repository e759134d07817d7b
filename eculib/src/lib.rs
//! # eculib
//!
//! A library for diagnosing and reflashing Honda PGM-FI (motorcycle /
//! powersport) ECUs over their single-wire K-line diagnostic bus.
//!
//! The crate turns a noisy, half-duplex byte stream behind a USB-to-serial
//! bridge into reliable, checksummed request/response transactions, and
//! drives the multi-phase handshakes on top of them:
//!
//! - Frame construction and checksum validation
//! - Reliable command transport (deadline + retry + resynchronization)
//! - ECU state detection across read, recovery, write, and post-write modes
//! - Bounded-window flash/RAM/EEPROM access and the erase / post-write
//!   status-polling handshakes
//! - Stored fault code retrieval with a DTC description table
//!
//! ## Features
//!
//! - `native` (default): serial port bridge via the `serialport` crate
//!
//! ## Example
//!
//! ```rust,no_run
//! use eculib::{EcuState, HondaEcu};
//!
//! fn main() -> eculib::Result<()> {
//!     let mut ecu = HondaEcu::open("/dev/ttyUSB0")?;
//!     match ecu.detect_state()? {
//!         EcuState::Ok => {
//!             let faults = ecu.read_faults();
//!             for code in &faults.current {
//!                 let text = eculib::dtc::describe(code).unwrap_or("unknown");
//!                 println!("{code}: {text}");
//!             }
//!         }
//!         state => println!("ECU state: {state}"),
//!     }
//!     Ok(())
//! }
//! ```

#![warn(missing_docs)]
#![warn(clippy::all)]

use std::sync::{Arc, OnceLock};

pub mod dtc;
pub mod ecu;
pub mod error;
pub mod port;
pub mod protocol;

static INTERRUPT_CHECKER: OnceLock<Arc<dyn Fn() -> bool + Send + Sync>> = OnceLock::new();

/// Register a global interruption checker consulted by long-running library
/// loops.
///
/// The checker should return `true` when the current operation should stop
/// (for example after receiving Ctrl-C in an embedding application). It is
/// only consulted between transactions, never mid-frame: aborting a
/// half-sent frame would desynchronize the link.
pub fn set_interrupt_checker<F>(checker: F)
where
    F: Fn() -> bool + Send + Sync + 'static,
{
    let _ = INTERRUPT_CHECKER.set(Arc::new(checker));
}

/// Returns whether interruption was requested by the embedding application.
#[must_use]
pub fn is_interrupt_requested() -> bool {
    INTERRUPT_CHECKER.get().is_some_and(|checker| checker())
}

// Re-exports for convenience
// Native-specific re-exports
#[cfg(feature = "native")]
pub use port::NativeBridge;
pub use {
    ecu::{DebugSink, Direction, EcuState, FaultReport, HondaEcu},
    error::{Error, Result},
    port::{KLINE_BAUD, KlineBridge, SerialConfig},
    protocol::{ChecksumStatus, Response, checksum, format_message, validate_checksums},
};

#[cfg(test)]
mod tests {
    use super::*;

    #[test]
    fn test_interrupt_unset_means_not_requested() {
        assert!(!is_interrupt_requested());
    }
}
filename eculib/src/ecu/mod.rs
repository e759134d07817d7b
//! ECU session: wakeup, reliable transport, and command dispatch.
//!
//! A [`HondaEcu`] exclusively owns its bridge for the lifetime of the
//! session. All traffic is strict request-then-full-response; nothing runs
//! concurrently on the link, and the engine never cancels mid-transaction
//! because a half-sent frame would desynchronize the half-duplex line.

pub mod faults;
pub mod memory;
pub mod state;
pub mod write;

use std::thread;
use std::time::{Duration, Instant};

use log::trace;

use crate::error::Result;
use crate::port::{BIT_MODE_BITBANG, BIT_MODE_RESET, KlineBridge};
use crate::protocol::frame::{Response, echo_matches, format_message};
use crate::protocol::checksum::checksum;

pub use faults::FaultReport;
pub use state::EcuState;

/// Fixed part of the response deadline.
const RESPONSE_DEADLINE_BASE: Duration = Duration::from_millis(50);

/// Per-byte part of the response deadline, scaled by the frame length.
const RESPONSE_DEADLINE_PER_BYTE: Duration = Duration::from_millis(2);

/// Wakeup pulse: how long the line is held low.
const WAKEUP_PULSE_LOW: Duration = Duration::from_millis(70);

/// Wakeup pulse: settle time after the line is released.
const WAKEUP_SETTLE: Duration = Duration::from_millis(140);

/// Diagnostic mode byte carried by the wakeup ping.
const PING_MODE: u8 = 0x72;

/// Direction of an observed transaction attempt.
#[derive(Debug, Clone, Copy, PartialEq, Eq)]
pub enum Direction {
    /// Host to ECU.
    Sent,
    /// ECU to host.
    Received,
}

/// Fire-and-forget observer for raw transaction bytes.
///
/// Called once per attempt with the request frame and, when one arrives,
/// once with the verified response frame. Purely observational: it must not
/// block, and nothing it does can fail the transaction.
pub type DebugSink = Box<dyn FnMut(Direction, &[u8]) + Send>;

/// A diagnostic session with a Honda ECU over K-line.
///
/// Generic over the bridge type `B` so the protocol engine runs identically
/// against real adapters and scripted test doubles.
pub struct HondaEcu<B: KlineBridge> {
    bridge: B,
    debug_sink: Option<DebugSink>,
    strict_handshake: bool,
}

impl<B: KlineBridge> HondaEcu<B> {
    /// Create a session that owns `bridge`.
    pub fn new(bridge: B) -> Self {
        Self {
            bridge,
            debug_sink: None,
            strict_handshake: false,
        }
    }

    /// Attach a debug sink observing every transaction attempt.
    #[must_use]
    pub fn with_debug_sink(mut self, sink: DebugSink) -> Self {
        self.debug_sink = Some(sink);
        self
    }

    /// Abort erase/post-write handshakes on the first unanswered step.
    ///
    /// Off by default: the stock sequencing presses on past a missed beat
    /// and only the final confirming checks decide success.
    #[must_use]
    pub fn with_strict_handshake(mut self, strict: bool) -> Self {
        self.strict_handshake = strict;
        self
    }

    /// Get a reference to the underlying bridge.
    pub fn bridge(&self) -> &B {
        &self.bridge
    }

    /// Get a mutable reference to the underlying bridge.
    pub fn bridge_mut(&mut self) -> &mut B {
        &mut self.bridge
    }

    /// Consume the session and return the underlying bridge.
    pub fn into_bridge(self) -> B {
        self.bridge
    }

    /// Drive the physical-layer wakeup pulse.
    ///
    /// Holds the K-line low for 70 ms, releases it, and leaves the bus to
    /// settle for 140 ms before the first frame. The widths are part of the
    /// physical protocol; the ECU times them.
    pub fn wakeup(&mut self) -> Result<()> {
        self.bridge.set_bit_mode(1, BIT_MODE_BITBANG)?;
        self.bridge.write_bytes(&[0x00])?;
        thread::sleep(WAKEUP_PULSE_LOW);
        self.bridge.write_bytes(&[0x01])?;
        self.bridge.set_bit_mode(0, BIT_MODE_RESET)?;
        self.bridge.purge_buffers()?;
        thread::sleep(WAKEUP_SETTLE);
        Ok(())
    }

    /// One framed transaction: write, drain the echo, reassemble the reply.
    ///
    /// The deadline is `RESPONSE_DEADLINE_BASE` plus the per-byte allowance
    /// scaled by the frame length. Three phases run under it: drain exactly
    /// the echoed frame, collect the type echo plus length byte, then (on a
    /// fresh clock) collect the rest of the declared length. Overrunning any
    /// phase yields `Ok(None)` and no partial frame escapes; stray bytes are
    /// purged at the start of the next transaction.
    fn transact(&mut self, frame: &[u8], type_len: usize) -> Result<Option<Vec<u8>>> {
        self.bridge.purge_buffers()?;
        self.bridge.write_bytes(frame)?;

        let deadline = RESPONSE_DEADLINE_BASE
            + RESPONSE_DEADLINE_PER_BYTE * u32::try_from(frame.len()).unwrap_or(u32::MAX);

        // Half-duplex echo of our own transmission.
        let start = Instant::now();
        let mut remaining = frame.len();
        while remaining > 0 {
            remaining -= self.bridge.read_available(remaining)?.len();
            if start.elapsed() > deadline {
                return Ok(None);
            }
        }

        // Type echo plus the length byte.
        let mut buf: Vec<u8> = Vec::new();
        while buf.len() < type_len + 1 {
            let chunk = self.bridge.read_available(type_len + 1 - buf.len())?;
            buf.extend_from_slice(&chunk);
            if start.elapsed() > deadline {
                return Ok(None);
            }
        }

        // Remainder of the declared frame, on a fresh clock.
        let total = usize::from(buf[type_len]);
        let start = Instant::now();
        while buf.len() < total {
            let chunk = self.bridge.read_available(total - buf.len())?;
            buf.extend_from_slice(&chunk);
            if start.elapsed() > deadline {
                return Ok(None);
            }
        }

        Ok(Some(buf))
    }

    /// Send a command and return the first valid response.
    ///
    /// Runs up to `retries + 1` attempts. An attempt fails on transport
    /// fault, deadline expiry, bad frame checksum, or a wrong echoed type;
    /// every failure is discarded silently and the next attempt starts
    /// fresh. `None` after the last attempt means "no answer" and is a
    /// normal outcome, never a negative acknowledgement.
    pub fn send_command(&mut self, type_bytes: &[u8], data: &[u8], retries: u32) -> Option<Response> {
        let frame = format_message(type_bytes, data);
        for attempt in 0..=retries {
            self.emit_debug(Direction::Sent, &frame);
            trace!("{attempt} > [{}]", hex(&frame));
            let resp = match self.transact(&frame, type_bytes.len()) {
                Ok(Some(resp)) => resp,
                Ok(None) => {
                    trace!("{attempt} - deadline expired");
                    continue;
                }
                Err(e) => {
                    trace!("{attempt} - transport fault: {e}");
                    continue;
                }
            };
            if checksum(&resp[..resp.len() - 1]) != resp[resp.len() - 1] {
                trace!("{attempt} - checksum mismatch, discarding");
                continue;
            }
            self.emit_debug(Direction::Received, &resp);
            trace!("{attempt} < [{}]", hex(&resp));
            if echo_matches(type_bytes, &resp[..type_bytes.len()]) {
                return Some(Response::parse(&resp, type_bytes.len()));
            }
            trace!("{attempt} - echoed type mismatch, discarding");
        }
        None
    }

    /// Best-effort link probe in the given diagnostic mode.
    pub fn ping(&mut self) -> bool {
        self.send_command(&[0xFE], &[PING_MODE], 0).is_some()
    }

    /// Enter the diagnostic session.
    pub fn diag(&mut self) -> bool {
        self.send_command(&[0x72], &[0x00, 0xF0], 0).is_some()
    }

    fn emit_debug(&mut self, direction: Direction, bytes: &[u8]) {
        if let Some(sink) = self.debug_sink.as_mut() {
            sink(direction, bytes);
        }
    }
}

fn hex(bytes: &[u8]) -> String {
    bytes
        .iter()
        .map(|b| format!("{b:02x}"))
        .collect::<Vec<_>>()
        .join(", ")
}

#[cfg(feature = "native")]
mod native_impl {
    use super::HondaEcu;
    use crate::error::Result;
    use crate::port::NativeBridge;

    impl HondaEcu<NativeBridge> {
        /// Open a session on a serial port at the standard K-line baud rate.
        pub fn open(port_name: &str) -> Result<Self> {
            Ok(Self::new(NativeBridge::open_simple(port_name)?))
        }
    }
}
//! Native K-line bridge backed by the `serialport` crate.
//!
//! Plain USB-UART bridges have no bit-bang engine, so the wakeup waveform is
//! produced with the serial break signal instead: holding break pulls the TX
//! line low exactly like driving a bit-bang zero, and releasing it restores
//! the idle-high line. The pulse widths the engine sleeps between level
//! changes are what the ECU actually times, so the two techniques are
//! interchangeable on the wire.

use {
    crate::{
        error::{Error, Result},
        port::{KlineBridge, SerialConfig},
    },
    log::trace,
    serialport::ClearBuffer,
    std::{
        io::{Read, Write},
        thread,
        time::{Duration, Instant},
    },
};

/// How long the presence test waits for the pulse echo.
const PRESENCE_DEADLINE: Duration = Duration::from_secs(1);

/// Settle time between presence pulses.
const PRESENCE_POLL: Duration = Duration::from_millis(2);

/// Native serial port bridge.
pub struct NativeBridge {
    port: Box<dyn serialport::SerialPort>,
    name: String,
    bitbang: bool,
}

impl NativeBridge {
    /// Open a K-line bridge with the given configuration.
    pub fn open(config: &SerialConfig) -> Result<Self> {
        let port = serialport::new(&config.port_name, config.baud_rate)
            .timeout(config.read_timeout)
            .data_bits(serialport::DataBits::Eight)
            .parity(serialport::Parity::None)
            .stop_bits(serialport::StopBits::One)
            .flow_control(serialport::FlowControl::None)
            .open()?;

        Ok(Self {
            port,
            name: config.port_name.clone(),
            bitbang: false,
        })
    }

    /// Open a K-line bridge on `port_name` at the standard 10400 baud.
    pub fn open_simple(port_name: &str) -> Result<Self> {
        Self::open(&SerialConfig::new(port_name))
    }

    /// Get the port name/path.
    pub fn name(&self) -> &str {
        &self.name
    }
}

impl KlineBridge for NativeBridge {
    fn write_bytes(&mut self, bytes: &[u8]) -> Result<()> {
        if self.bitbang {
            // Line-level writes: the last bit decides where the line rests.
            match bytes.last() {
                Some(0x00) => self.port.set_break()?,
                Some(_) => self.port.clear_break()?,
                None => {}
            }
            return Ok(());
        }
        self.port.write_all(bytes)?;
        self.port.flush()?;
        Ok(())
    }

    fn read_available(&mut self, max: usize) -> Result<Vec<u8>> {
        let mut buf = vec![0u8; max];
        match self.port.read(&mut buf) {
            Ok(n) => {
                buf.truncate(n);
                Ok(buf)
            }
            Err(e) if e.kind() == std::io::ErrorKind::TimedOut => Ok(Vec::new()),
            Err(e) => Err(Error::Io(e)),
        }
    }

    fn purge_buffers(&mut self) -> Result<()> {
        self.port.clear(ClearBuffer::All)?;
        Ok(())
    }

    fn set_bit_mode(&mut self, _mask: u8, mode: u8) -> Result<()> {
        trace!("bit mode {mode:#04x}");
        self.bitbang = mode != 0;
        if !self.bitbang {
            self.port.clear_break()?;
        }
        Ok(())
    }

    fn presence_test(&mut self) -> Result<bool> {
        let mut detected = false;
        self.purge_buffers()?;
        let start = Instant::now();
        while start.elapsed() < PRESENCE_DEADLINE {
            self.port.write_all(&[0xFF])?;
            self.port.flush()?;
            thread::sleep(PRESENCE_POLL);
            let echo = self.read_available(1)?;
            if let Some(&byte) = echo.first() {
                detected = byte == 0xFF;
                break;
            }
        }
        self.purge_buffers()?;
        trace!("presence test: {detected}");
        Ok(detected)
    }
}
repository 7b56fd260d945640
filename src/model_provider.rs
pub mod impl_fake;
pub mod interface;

> Task goal:
Retype, exactly and in full, the listing from its first line to the one holding "behind a USB-to-serial", both included.

> Reply to the exercise:
repository e759134d07817d7b
filename eculib/src/lib.rs
//! # eculib
//!
//! A library for diagnosing and reflashing Honda PGM-FI (motorcycle /
//! powersport) ECUs over their single-wire K-line diagnostic bus.
//!
//! The crate turns a noisy, half-duplex byte stream behind a USB-to-serial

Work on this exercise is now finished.